Ah the bittersweet first-world torment of finding the perfect shower and sink fixture.
Looking for a well-styled inexpensive faucet that’s guaranteed to break immediately or leak within a year? Amazon is your place.
How about a reliable brand with awful styling for an arguably acceptable price? Either big box store can help you there. (I don’t care if no-spot stainless literally cleans itself it’s still an aesthetic crime)
Perhaps a reasonably styled reliable faucet that will set you back nearly the price of a used car? The fancy showrooms in the bourgeoisie part of town can surely oblige.
Or maybe you swing towards vintage brass and chrome like we do, in which case there is an inverse relationship between how much you are willing to spend and how long it will take you to find that perfect fixture. Not to mention that if you’re serious salvage hounds like we are it just feels wrong to pay a vintage dealer to steal the fun of rescuing your treasure from the dilapidated building or swashbuckling your foes for it at an estate sale.
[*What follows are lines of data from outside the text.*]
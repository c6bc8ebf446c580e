//! TUI interaction modes

/// The current interaction mode
#[derive(Debug, Clone, Copy, PartialEq, Eq, Default)]
pub enum Mode {
    /// Navigation and filter shortcuts (default)
    #[default]
    Normal,
    /// Typing into the SKU search box (activated with /)
    Search,
}

impl std::fmt::Display for Mode {
    fn fmt(&self, f: &mut std::fmt::Formatter<'_>) -> std::fmt::Result {
        match self {
            Mode::Normal => write!(f, "NORMAL"),
            Mode::Search => write!(f, "SEARCH"),
        }
    }
}

impl Mode {
    /// Returns a short code for compact display.
    pub fn short_code(&self) -> &'static str {
        match self {
            Mode::Normal => "NOR",
            Mode::Search => "SRCH",
        }
    }

    /// Whether keystrokes go to the search box.
    pub fn is_text_entry(&self) -> bool {
        matches!(self, Mode::Search)
    }
}
//! Mode indicator widget for the status line.

use ratatui::{
    style::{Color, Modifier, Style},
    text::Span,
};

use crate::mode::Mode;

/// Displays the current interaction mode, color coded:
/// - Normal: Blue
/// - Search: Magenta
pub struct ModeIndicator {
    mode: Mode,
}

impl ModeIndicator {
    /// Create a new mode indicator for the given mode.
    pub fn new(mode: Mode) -> Self {
        Self { mode }
    }

    /// Get the display color for the current mode.
    pub fn mode_color(mode: Mode) -> Color {
        match mode {
            Mode::Normal => Color::Blue,
            Mode::Search => Color::Magenta,
        }
    }

    /// Render as a styled span (for embedding in other widgets).
    pub fn as_span(&self) -> Span<'static> {
        Span::styled(
            format!("[{}]", self.mode.short_code()),
            Style::default()
                .fg(Color::White)
                .bg(Self::mode_color(self.mode))
                .add_modifier(Modifier::BOLD),
        )
    }
}
//! Fetch errors

use thiserror::Error;

#[derive(Error, Debug)]
pub enum FetchError {
    #[error("Failed to build HTTP client: {message}")]
    Client { message: String },
    #[error("Request failed: {message}")]
    RequestFailed { message: String },
    #[error("Timeout")]
    Timeout,
    #[error("Unexpected status: {status}")]
    Status { status: u16 },
    #[error("Failed to read body: {message}")]
    Body { message: String },
}

impl FetchError {
    pub(crate) fn from_transport(err: reqwest::Error) -> Self {
        if err.is_timeout() {
            FetchError::Timeout
        } else {
            FetchError::RequestFailed {
                message: err.to_string(),
            }
        }
    }
}
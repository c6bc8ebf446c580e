//! Keybinding definitions

use crossterm::event::{KeyCode, KeyModifiers};

/// Keybinding action
#[derive(Debug, Clone, Copy, PartialEq, Eq)]
pub enum Action {
    /// Quit the application
    Quit,
    /// Start typing a SKU search
    EnterSearch,
    /// Clear the search term, or close the help overlay
    Cancel,
    /// Select the next store option
    NextStore,
    /// Select the previous store option
    PrevStore,
    /// Reset the store selector to ALL
    ResetStore,
    /// Move up in the table
    MoveUp,
    /// Move down in the table
    MoveDown,
    /// Jump to the first row
    Top,
    /// Jump to the last row
    Bottom,
    /// Toggle the row detail panel
    ToggleDetail,
    /// Toggle help
    ToggleHelp,
}

/// Get the action for a key in normal mode
pub fn normal_mode_action(code: KeyCode, modifiers: KeyModifiers) -> Option<Action> {
    if modifiers.contains(KeyModifiers::CONTROL) {
        return match code {
            KeyCode::Char('c') => Some(Action::Quit),
            _ => None,
        };
    }

    match code {
        KeyCode::Char('q') => Some(Action::Quit),
        KeyCode::Char('/') => Some(Action::EnterSearch),
        KeyCode::Esc => Some(Action::Cancel),
        KeyCode::Char('s') | KeyCode::Tab => Some(Action::NextStore),
        KeyCode::Char('S') | KeyCode::BackTab => Some(Action::PrevStore),
        KeyCode::Char('a') => Some(Action::ResetStore),
        KeyCode::Char('j') | KeyCode::Down => Some(Action::MoveDown),
        KeyCode::Char('k') | KeyCode::Up => Some(Action::MoveUp),
        KeyCode::Char('g') | KeyCode::Home => Some(Action::Top),
        KeyCode::Char('G') | KeyCode::End => Some(Action::Bottom),
        KeyCode::Enter | KeyCode::Char('d') => Some(Action::ToggleDetail),
        KeyCode::Char('?') => Some(Action::ToggleHelp),
        _ => None,
    }
}
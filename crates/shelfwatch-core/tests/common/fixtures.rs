//! Test fixture loading utilities

use std::path::PathBuf;

/// Get the path to a fixture file
pub fn fixture_path(name: &str) -> PathBuf {
    PathBuf::from(env!("CARGO_MANIFEST_DIR"))
        .join("test_fixtures")
        .join(name)
}

/// Load a fixture file as a string
pub fn load_fixture(name: &str) -> String {
    std::fs::read_to_string(fixture_path(name))
        .unwrap_or_else(|_| panic!("Failed to load fixture: {}", name))
}

/// Load a `/latest` response body fixture
pub fn load_response_fixture(name: &str) -> String {
    load_fixture(&format!("responses/{}", name))
}
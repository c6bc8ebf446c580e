//! Snapshot parsing
//!
//! A snapshot is one complete `/latest` response. Parsing comes in two flavors:
//! [`Snapshot::parse`] reports why a body was rejected, [`Snapshot::from_json_str`]
//! never fails and degrades to an empty snapshot.

use chrono::{DateTime, Utc};
use serde_json::Value;
use tracing::{debug, warn};

use crate::error::SnapshotError;
use crate::record::{parse_timestamp, InventoryRecord};

/// Envelope keys that may hold the record list, in lookup order.
const RECORD_KEYS: [&str; 2] = ["records", "predictions"];

/// One fetched set of inventory records
#[derive(Debug, Clone, Default, PartialEq)]
pub struct Snapshot {
    /// Records in response order
    pub records: Vec<InventoryRecord>,
    /// Snapshot-wide update time
    pub last_updated: Option<DateTime<Utc>>,
    /// Array entries dropped because they were not record objects
    pub skipped: usize,
}

impl Snapshot {
    /// An empty snapshot
    pub fn empty() -> Self {
        Self::default()
    }

    /// Build a snapshot from already-decoded records.
    pub fn from_records(records: Vec<InventoryRecord>) -> Self {
        let last_updated = latest_timestamp(&records);
        Self {
            records,
            last_updated,
            skipped: 0,
        }
    }

    /// Strict parse of a response body.
    pub fn parse(body: &str) -> Result<Self, SnapshotError> {
        let value: Value = serde_json::from_str(body)?;
        Self::from_value(value)
    }

    /// Lenient parse of a response body.
    ///
    /// Any body that cannot be read as a snapshot yields an empty one.
    pub fn from_json_str(body: &str) -> Self {
        match Self::parse(body) {
            Ok(snapshot) => snapshot,
            Err(err) => {
                warn!(error = %err, "Discarding unreadable snapshot body");
                Self::empty()
            }
        }
    }

    /// Strict conversion from a decoded JSON value.
    pub fn from_value(value: Value) -> Result<Self, SnapshotError> {
        let Value::Object(mut envelope) = value else {
            return Err(SnapshotError::NotAnObject(json_kind(&value).to_string()));
        };

        let entries = RECORD_KEYS
            .iter()
            .find_map(|key| match envelope.remove(*key) {
                Some(Value::Array(items)) => Some(items),
                _ => None,
            })
            .ok_or(SnapshotError::MissingRecords)?;

        let mut records = Vec::with_capacity(entries.len());
        let mut skipped = 0;
        for (index, entry) in entries.into_iter().enumerate() {
            if !entry.is_object() {
                warn!(index, kind = json_kind(&entry), "Skipping non-object record");
                skipped += 1;
                continue;
            }
            match serde_json::from_value::<InventoryRecord>(entry) {
                Ok(record) => records.push(record),
                Err(err) => {
                    warn!(index, error = %err, "Skipping malformed record");
                    skipped += 1;
                }
            }
        }

        let last_updated = latest_timestamp(&records)
            .or_else(|| envelope.get("last_updated").and_then(parse_timestamp));

        debug!(
            records = records.len(),
            skipped,
            last_updated = ?last_updated,
            "Parsed snapshot"
        );

        Ok(Self {
            records,
            last_updated,
            skipped,
        })
    }

    pub fn is_empty(&self) -> bool {
        self.records.is_empty()
    }

    pub fn len(&self) -> usize {
        self.records.len()
    }
}

/// Latest `last_updated` across records.
///
/// Records of one snapshot are expected to agree; when they do not, the newest
/// value wins so the result does not depend on response order.
fn latest_timestamp(records: &[InventoryRecord]) -> Option<DateTime<Utc>> {
    records.iter().filter_map(|r| r.last_updated).max()
}

fn json_kind(value: &Value) -> &'static str {
    match value {
        Value::Null => "null",
        Value::Bool(_) => "bool",
        Value::Number(_) => "number",
        Value::String(_) => "string",
        Value::Array(_) => "array",
        Value::Object(_) => "object",
    }
}

#[cfg(test)]
mod tests {
    use super::*;
    use crate::status::RiskStatus;

    #[test]
    fn test_parse_records() {
        let body = r#"{"records": [
            {"sku_id": "A1", "store_id": "S1", "status": "Critical", "last_updated": "2024-05-01T10:00:00Z"},
            {"sku_id": "A2", "store_id": "S2", "status": "Safe", "last_updated": "2024-05-01T10:00:00Z"}
        ]}"#;
        let snapshot = Snapshot::parse(body).unwrap();
        assert_eq!(snapshot.len(), 2);
        assert_eq!(snapshot.records[0].status, RiskStatus::Critical);
        assert_eq!(
            snapshot.last_updated.unwrap().to_rfc3339(),
            "2024-05-01T10:00:00+00:00"
        );
    }

    #[test]
    fn test_missing_records_is_empty() {
        assert!(matches!(
            Snapshot::parse("{}"),
            Err(SnapshotError::MissingRecords)
        ));
        let snapshot = Snapshot::from_json_str("{}");
        assert!(snapshot.is_empty());
        assert_eq!(snapshot.last_updated, None);
    }

    #[test]
    fn test_malformed_bodies_are_empty() {
        for body in ["", "not json", "[1, 2]", "null", r#"{"records": "nope"}"#] {
            assert!(Snapshot::from_json_str(body).is_empty(), "body: {body:?}");
        }
        assert!(matches!(
            Snapshot::parse("[1, 2]"),
            Err(SnapshotError::NotAnObject(kind)) if kind == "array"
        ));
        assert!(matches!(
            Snapshot::parse("not json"),
            Err(SnapshotError::InvalidJson(_))
        ));
    }

    #[test]
    fn test_predictions_alias() {
        let body = r#"{
            "predictions": [{"sku_id": "A1", "store_id": "S1", "status": "Warning"}],
            "last_updated": "2024-05-01T10:00:00.5"
        }"#;
        let snapshot = Snapshot::from_json_str(body);
        assert_eq!(snapshot.len(), 1);
        assert!(snapshot.last_updated.is_some());
    }

    #[test]
    fn test_records_key_wins_over_predictions() {
        let body = r#"{
            "records": [{"sku_id": "R"}],
            "predictions": [{"sku_id": "P1"}, {"sku_id": "P2"}]
        }"#;
        let snapshot = Snapshot::from_json_str(body);
        assert_eq!(snapshot.len(), 1);
        assert_eq!(snapshot.records[0].sku_id, "R");
    }

    #[test]
    fn test_non_object_entries_skipped() {
        let body = r#"{"records": [{"sku_id": "A1"}, 7, "x", null, {"sku_id": "A2"}]}"#;
        let snapshot = Snapshot::from_json_str(body);
        assert_eq!(snapshot.len(), 2);
        assert_eq!(snapshot.skipped, 3);
    }

    #[test]
    fn test_wrongly_typed_field_skips_record() {
        let body = r#"{"records": [{"sku_id": "A1", "current_stock": -4}, {"sku_id": "A2"}]}"#;
        let snapshot = Snapshot::from_json_str(body);
        assert_eq!(snapshot.len(), 1);
        assert_eq!(snapshot.records[0].sku_id, "A2");
        assert_eq!(snapshot.skipped, 1);
    }

    #[test]
    fn test_whole_float_stock_kept() {
        let body = r#"{"records": [
            {"sku_id": "A1", "current_stock": 12.0, "recommended_reorder_quantity": 30.0, "status": "Warning"}
        ]}"#;
        let snapshot = Snapshot::from_json_str(body);
        assert_eq!(snapshot.skipped, 0);
        assert_eq!(snapshot.records[0].current_stock, 12);
        assert_eq!(snapshot.records[0].recommended_reorder_quantity, Some(30));
        assert_eq!(crate::summary_counts(&snapshot.records).warning, 1);
    }

    #[test]
    fn test_disagreeing_timestamps_take_latest() {
        let body = r#"{"records": [
            {"sku_id": "A1", "last_updated": "2024-05-01T10:00:00Z"},
            {"sku_id": "A2", "last_updated": "2024-05-02T09:00:00Z"},
            {"sku_id": "A3", "last_updated": "2024-04-30T23:00:00Z"}
        ]}"#;
        let snapshot = Snapshot::from_json_str(body);
        assert_eq!(
            snapshot.last_updated.unwrap().to_rfc3339(),
            "2024-05-02T09:00:00+00:00"
        );
    }

    #[test]
    fn test_record_timestamp_beats_envelope() {
        let body = r#"{
            "records": [{"sku_id": "A1", "last_updated": "2024-05-01T10:00:00Z"}],
            "last_updated": "2030-01-01T00:00:00Z"
        }"#;
        let snapshot = Snapshot::from_json_str(body);
        assert_eq!(
            snapshot.last_updated.unwrap().to_rfc3339(),
            "2024-05-01T10:00:00+00:00"
        );
    }
}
Of course even when you do finally find that perfect 1930s faucet or showerhead at a garage sale for five bucks, there are the sacrifices of lead exposure, water-wasting flow rates, and a significantly less enjoyable shower and dishwashing experience that must be made.
It seems like every possible choice comes with a downside that we can’t live with, so yet again we come home empty handed. The only treasure today was a priceless one-liner served up dry by Liz.
Upon encountering a particularly egregious copper bathtub in one of the upscale stores, she declared: “This is where we bathe in the blood of the proletariat.”